Objective
I have started this case study in hopes of
knowing if I can override the default serialization behaviour of WCF and soon I
began to wonder if there is a way to improve and customize it for the project I
was working on.
Before I go into what I found let me
explain briefly about what happens during a WCF call.
When a service call is initiated all the
data (method parameters) will be transmitted to the server by using a process
of serialization and deserialization as explained below.
1)
At the client side the Entity will be serialized
into an XML message.
2)
This XML message is sent through wire to reach
the Server.
3)
At server side the XML message will be De-serialized
into the Entity form.
The same process happens in reverse when
returning an object from server to client.

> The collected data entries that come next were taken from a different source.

//! Renders portal models into TypeScript files.
//!
//! Two layouts are produced:
//!
//! - **single**: one file holding imports, association config, enums,
//!   interfaces, the object tables and the client class.
//! - **multi**: `shared.ts` (types common to every portal), one
//!   `<portal>.ts` per portal (its object ids and association config) and
//!   `client.ts` (a client that picks the portal tables at construction).

pub mod snippets;
pub mod typescript;

use std::collections::BTreeMap;
use std::path::{Path, PathBuf};

use tracing::info;

pub use snippets::Snippets;

use crate::error::{HsgenError, Result};
use crate::output::write_atomic;
use crate::portal::PortalModel;
use crate::sanitize::{prepend_underscore_to_enum, sanitize_label};

pub const CLIENT_FILE: &str = "client.ts";
pub const SHARED_FILE: &str = "shared.ts";

/// TypeScript identifier used for a portal's module import in `client.ts`.
///
/// ## Examples
///
/// ```
/// use hsgen_lib::emit::portal_identifier;
///
/// assert_eq!(portal_identifier("EU Production"), "eu_production");
/// assert_eq!(portal_identifier("2024-sandbox"), "_2024sandbox");
/// ```
pub fn portal_identifier(portal: &str) -> String {
    let label = sanitize_label(portal);
    if label.is_empty() {
        return "_".to_string();
    }
    prepend_underscore_to_enum(&label)
}

/// File name of a portal's module.
pub fn portal_file_name(portal: &str) -> String {
    format!("{portal}.ts")
}

/// File stems the multi layout writes itself.
const RESERVED_STEMS: [&str; 2] = ["shared", "client"];

/// Checks that portal names are usable as file stems and import bindings.
///
/// Rejects blank names, names holding a path separator or `..`, the stems
/// of `shared.ts` and `client.ts` (in any case), repeated names and names
/// that map to the same [`portal_identifier`].
pub fn validate_portal_names<'n>(names: impl IntoIterator<Item = &'n str>) -> Result<()> {
    let mut identifiers: BTreeMap<String, &str> = BTreeMap::new();

    for name in names {
        if name.trim().is_empty() {
            return Err(HsgenError::Config("portal names must not be empty".to_string()));
        }
        if name.contains(['/', '\\', '\0']) || name.contains("..") {
            return Err(HsgenError::Config(format!(
                "portal name {name:?} must not contain path separators or `..`"
            )));
        }
        if RESERVED_STEMS.iter().any(|s| s.eq_ignore_ascii_case(name)) {
            return Err(HsgenError::Config(format!(
                "portal name {name:?} clashes with {}",
                portal_file_name(&name.to_ascii_lowercase())
            )));
        }
        if let Some(previous) = identifiers.insert(portal_identifier(name), name) {
            return Err(HsgenError::Config(if previous == name {
                format!("portal name {name:?} is listed twice")
            } else {
                format!("portal names {previous:?} and {name:?} map to the same identifier")
            }));
        }
    }

    Ok(())
}

fn sections(parts: Vec<String>) -> String {
    parts
        .into_iter()
        .filter(|part| !part.trim().is_empty())
        .collect::<Vec<_>>()
        .join("\n")
}

/// Renders models using a snippet table.
#[derive(Debug, Clone, Copy)]
pub struct Emitter<'a> {
    snippets: &'a Snippets,
}

impl Default for Emitter<'static> {
    fn default() -> Self {
        Self::new(Snippets::builtin())
    }
}

impl<'a> Emitter<'a> {
    pub fn new(snippets: &'a Snippets) -> Self {
        Self { snippets }
    }

    /// The combined single-portal file.
    pub fn render_single(&self, model: &PortalModel) -> Result<String> {
        let code = &model.code;
        let client = format!(
            "{}{}{}",
            self.snippets.get(snippets::CLIENT_SINGLE)?,
            self.snippets.get(snippets::FUNCTION_BUILDERS)?,
            typescript::client_api(code)
        );

        Ok(sections(vec![
            self.snippets.get(snippets::BANNER)?.to_string(),
            self.snippets.get(snippets::IMPORTS)?.to_string(),
            typescript::associations_config(code, &model.association_types),
            typescript::enums(code),
            typescript::interfaces(code),
            typescript::object_types(code),
            typescript::type_to_object_id_list(code),
            client,
        ]))
    }

    /// `shared.ts`: the types every portal has in common.
    pub fn render_shared(&self, shared: &PortalModel) -> Result<String> {
        let code = &shared.code;
        let imports = format!(
            "{}export {{ AssociationSpecAssociationCategoryEnum }};\n",
            self.snippets.get(snippets::CATEGORY_IMPORT)?
        );

        Ok(sections(vec![
            self.snippets.get(snippets::BANNER)?.to_string(),
            imports,
            typescript::enums(code),
            typescript::interfaces(code),
            typescript::object_types(code),
            typescript::associations_config(code, &shared.association_types),
        ]))
    }

    /// `<portal>.ts`: one portal's object ids and association config.
    pub fn render_portal(&self, portal: &str, model: &PortalModel) -> Result<String> {
        let code = &model.code;
        Ok(sections(vec![
            self.snippets.get(snippets::BANNER)?.to_string(),
            format!("// Portal: {portal}\n"),
            self.snippets.get(snippets::CATEGORY_IMPORT)?.to_string(),
            typescript::type_to_object_id_list(code),
            typescript::associations_config(code, &model.association_types),
        ]))
    }

    /// `client.ts`: the multi-portal client over the shared types.
    pub fn render_client(&self, portals: &[&str], shared: &PortalModel) -> Result<String> {
        validate_portal_names(portals.iter().copied())?;

        let mut imports = String::new();
        let mut entries = String::new();
        for portal in portals {
            let ident = portal_identifier(portal);
            imports.push_str(&format!(
                "import * as {ident} from {};\n",
                typescript::ts_string(&format!("./{portal}"))
            ));
            entries.push_str(&format!("  {}: {ident},\n", typescript::ts_key(portal)));
        }

        let header = self.snippets.render(
            snippets::CLIENT_MULTI,
            &[("portal_imports", &imports), ("portal_entries", &entries)],
        )?;

        Ok(sections(vec![
            self.snippets.get(snippets::BANNER)?.to_string(),
            format!(
                "{header}{}{}",
                self.snippets.get(snippets::FUNCTION_BUILDERS)?,
                typescript::client_api(&shared.code)
            ),
        ]))
    }

    /// Writes the single-portal file to `path`.
    pub fn write_single(&self, path: &Path, model: &PortalModel) -> Result<PathBuf> {
        write_atomic(path, &self.render_single(model)?)?;
        info!(path = %path.display(), "Wrote generated client");
        Ok(path.to_path_buf())
    }

    /// Writes `shared.ts`, one file per portal and `client.ts` into `outfolder`.
    ///
    /// Returns the written paths in write order. Existing files are replaced;
    /// a failure part way leaves the files written so far in place. Portal
    /// names are checked with [`validate_portal_names`] before anything is
    /// written.
    pub fn write_all(
        &self,
        outfolder: &Path,
        portals: &[(&str, &PortalModel)],
        shared: &PortalModel,
    ) -> Result<Vec<PathBuf>> {
        validate_portal_names(portals.iter().map(|(name, _)| *name))?;

        let mut written = Vec::with_capacity(portals.len() + 2);

        let shared_path = outfolder.join(SHARED_FILE);
        write_atomic(&shared_path, &self.render_shared(shared)?)?;
        written.push(shared_path);

        for (name, model) in portals {
            let path = outfolder.join(portal_file_name(name));
            write_atomic(&path, &self.render_portal(name, model)?)?;
            written.push(path);
        }

        let names: Vec<&str> = portals.iter().map(|(name, _)| *name).collect();
        let client_path = outfolder.join(CLIENT_FILE);
        write_atomic(&client_path, &self.render_client(&names, shared)?)?;
        written.push(client_path);

        info!(
            outfolder = %outfolder.display(),
            files = written.len(),
            "Wrote generated files"
        );
        Ok(written)
    }
}

#[cfg(test)]
mod tests {
    use super::*;
    use crate::associations::AssociationTypes;
    use crate::error::HsgenError;
    use crate::hubspot::{Association, Property, PropertyOption, Schema};
    use crate::model::SchemaMapper;
    use tempfile::TempDir;

    fn model() -> PortalModel {
        let schemas = vec![Schema {
            name: "deal".to_string(),
            object_type_id: "0-3".to_string(),
            description: "Deals".to_string(),
            properties: vec![
                Property {
                    name: "dealstage".to_string(),
                    label: "Deal Stage".to_string(),
                    kind: "enumeration".to_string(),
                    options: vec![PropertyOption {
                        label: "Closed Won".to_string(),
                        value: "closedwon".to_string(),
                        ..Default::default()
                    }],
                    ..Default::default()
                },
                Property {
                    name: "closedate".to_string(),
                    kind: "datetime".to_string(),
                    description: "When the deal closed".to_string(),
                    ..Default::default()
                },
            ],
            ..Default::default()
        }];

        let mut associations = AssociationTypes::new();
        associations.insert(
            "deal",
            "contact",
            Association {
                type_id: 3,
                category: "HUBSPOT_DEFINED".to_string(),
                ..Default::default()
            },
        );

        PortalModel::from_schemas(&SchemaMapper::new(), &schemas, associations)
    }

    #[test]
    fn portal_identifiers() {
        assert_eq!(portal_identifier("acme"), "acme");
        assert_eq!(portal_identifier("!!!"), "_");
    }

    #[test]
    fn portal_names_must_be_usable_file_stems() {
        assert!(validate_portal_names(["acme", "eu-prod", "sandbox"]).is_ok());

        for names in [
            vec!["shared"],
            vec!["acme", "Client"],
            vec!["../escape"],
            vec!["nested/acme"],
            vec!["nested\\acme"],
            vec![".."],
            vec![" "],
            vec!["acme", "acme"],
            vec!["eu-prod", "euprod"],
        ] {
            let err = validate_portal_names(names.iter().copied()).unwrap_err();
            assert!(matches!(err, HsgenError::Config(_)), "{names:?} was accepted");
        }
    }

    #[test]
    fn single_file_contains_every_section_in_order() {
        let text = Emitter::default().render_single(&model()).unwrap();

        let order = [
            "DO NOT EDIT",
            "import * as hubspot",
            "export const AssociationsConfig",
            "export enum DealDealStageEnum {\n  closed_won = \"closedwon\",\n}",
            "export interface Deal {\n  dealstage: DealDealStageEnum;\n  /** When the deal closed */\n  closedate: string;\n}",
            "export interface ObjectTypes {\n  deal: Deal;\n}",
            "export const TypeToObjectIDList = {\n  deal: \"0-3\",\n}",
            "export class HubspotClient {",
            "private getObjectTypeFunction",
            "public api = {\n    /** Deals */\n    deal: {",
        ];

        let mut last = 0;
        for needle in order {
            let pos = text[last..]
                .find(needle)
                .unwrap_or_else(|| panic!("missing or out of order: {needle}"));
            last += pos;
        }
        assert!(text.ends_with("  };\n}\n"));
    }

    #[test]
    fn shared_file_reexports_category_enum() {
        let text = Emitter::default().render_shared(&model()).unwrap();
        assert!(text.contains("export { AssociationSpecAssociationCategoryEnum };"));
        assert!(text.contains("export type TypeKeys = keyof ObjectTypes;"));
        assert!(!text.contains("TypeToObjectIDList"));
    }

    #[test]
    fn portal_file_holds_tables_only() {
        let text = Emitter::default().render_portal("acme", &model()).unwrap();
        assert!(text.contains("// Portal: acme"));
        assert!(text.contains("export const TypeToObjectIDList"));
        assert!(text.contains("export const AssociationsConfig"));
        assert!(!text.contains("export interface"));
    }

    #[test]
    fn client_file_imports_every_portal() {
        let text = Emitter::default()
            .render_client(&["acme", "eu-prod"], &model())
            .unwrap();

        assert!(text.contains("import * as acme from \"./acme\";\n"));
        assert!(text.contains("import * as euprod from \"./eu-prod\";\n"));
        assert!(text.contains("  acme: acme,\n  \"eu-prod\": euprod,\n} as const;"));
        assert!(text.contains("constructor(portal: PortalName, token?: string)"));
        assert!(!text.contains("{{"));
    }

    #[test]
    fn client_file_rejects_clashing_identifiers() {
        let err = Emitter::default()
            .render_client(&["eu-prod", "euprod"], &model())
            .unwrap_err();
        assert!(err.to_string().contains("same identifier"));
    }

    #[test]
    fn missing_snippet_fails_rendering() {
        let snippets = Snippets::from_entries([(snippets::BANNER, "// x")]);
        let err = Emitter::new(&snippets).render_single(&model()).unwrap_err();
        assert!(matches!(err, HsgenError::MissingSnippet(_)));
    }

    #[test]
    fn injected_snippets_are_used() {
        let snippets = Snippets::from_entries([
            (snippets::BANNER, "// custom banner\n"),
            (snippets::CATEGORY_IMPORT, "import { X } from \"y\";\n"),
        ]);
        let text = Emitter::new(&snippets)
            .render_portal("acme", &model())
            .unwrap();
        assert!(text.starts_with("// custom banner\n"));
    }

    #[test]
    fn write_all_creates_outfolder_and_files() {
        let dir = TempDir::new().unwrap();
        let outfolder = dir.path().join("generated");
        let model = model();

        let written = Emitter::default()
            .write_all(&outfolder, &[("acme", &model), ("beta", &model)], &model)
            .unwrap();

        let names: Vec<String> = written
            .iter()
            .map(|p| p.file_name().unwrap().to_string_lossy().into_owned())
            .collect();
        assert_eq!(names, ["shared.ts", "acme.ts", "beta.ts", "client.ts"]);
        for path in &written {
            assert!(path.exists());
        }
    }

    #[test]
    fn write_all_refuses_reserved_names_before_writing() {
        let dir = TempDir::new().unwrap();
        let model = model();

        let err = Emitter::default()
            .write_all(dir.path(), &[("shared", &model), ("acme", &model)], &model)
            .unwrap_err();

        assert!(err.to_string().contains("shared.ts"));
        assert!(std::fs::read_dir(dir.path()).unwrap().next().is_none());
    }

    #[test]
    fn write_single_overwrites() {
        let dir = TempDir::new().unwrap();
        let path = dir.path().join("hubspot.ts");
        std::fs::write(&path, "stale").unwrap();

        Emitter::default().write_single(&path, &model()).unwrap();

        let text = std::fs::read_to_string(&path).unwrap();
        assert!(text.contains("export class HubspotClient"));
    }
}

WCF uses DataContractSerializer by default
for serialization. You can find more details about this at http://msdn.microsoft.com/en-us/library/ms731073
Here
is a sample xml message for an Entity called person which has a Name and
Address properties.
<Person>
<Name>Jay Hamlin</Name>
<Address>123 Main Street</Address>
</Person>
Looking at the message it is obvious that
not only data but also the class names and field names i.e.. metadata is also transmitted.
Since the message is self-describing it is ideal way of communicating with 3rd
party services which can discover the data type of the message based on the
metadata content. But this is not really required if you are communicating
internally with your own services (as is the case with many SOA based
applications).
Now excluding the actual logic you have
written with in the service there are 2 main things that are happening behind
the screen which have potential impact on the performance of your services.
The first one is of course the serialization
and deserialization at both client and server sides. The second one is of a
more serious nature the actual message transmission that happens over network (either
internal high speed LAN or through internet). No matter how fast your network
is transmitting big data (> 1MB) will take time.
The size of the message (I will hereby call
this as payload) is therefore very critical to improving the performance of
your services.
Below are the objectives of this exercise
- Find if there is a simple way to override
the serialization behaviour of WCF and implement something of your own.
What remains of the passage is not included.